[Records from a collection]
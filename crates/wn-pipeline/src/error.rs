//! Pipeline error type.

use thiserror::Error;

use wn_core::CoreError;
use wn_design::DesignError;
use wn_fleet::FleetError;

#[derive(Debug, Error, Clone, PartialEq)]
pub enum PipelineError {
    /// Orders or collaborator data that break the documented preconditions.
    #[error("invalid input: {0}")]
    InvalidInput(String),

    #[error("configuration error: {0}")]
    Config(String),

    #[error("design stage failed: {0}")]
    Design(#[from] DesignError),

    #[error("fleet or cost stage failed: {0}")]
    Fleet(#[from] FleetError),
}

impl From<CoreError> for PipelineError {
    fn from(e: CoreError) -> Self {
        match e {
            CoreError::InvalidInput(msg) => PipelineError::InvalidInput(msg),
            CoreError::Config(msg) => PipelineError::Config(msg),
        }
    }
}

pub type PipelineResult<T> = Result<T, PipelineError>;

- _Task item_
Print the entries once more, character for character.

- _Task solution_
filename crates/wn-pipeline/src/error.rs
//! Pipeline error type.

use thiserror::Error;

use wn_core::CoreError;
use wn_design::DesignError;
use wn_fleet::FleetError;

#[derive(Debug, Error, Clone, PartialEq)]
pub enum PipelineError {
    /// Orders or collaborator data that break the documented preconditions.
    #[error("invalid input: {0}")]
    InvalidInput(String),

    #[error("configuration error: {0}")]
    Config(String),

    #[error("design stage failed: {0}")]
    Design(#[from] DesignError),

    #[error("fleet or cost stage failed: {0}")]
    Fleet(#[from] FleetError),
}

impl From<CoreError> for PipelineError {
    fn from(e: CoreError) -> Self {
        match e {
            CoreError::InvalidInput(msg) => PipelineError::InvalidInput(msg),
            CoreError::Config(msg) => PipelineError::Config(msg),
        }
    }
}

pub type PipelineResult<T> = Result<T, PipelineError>;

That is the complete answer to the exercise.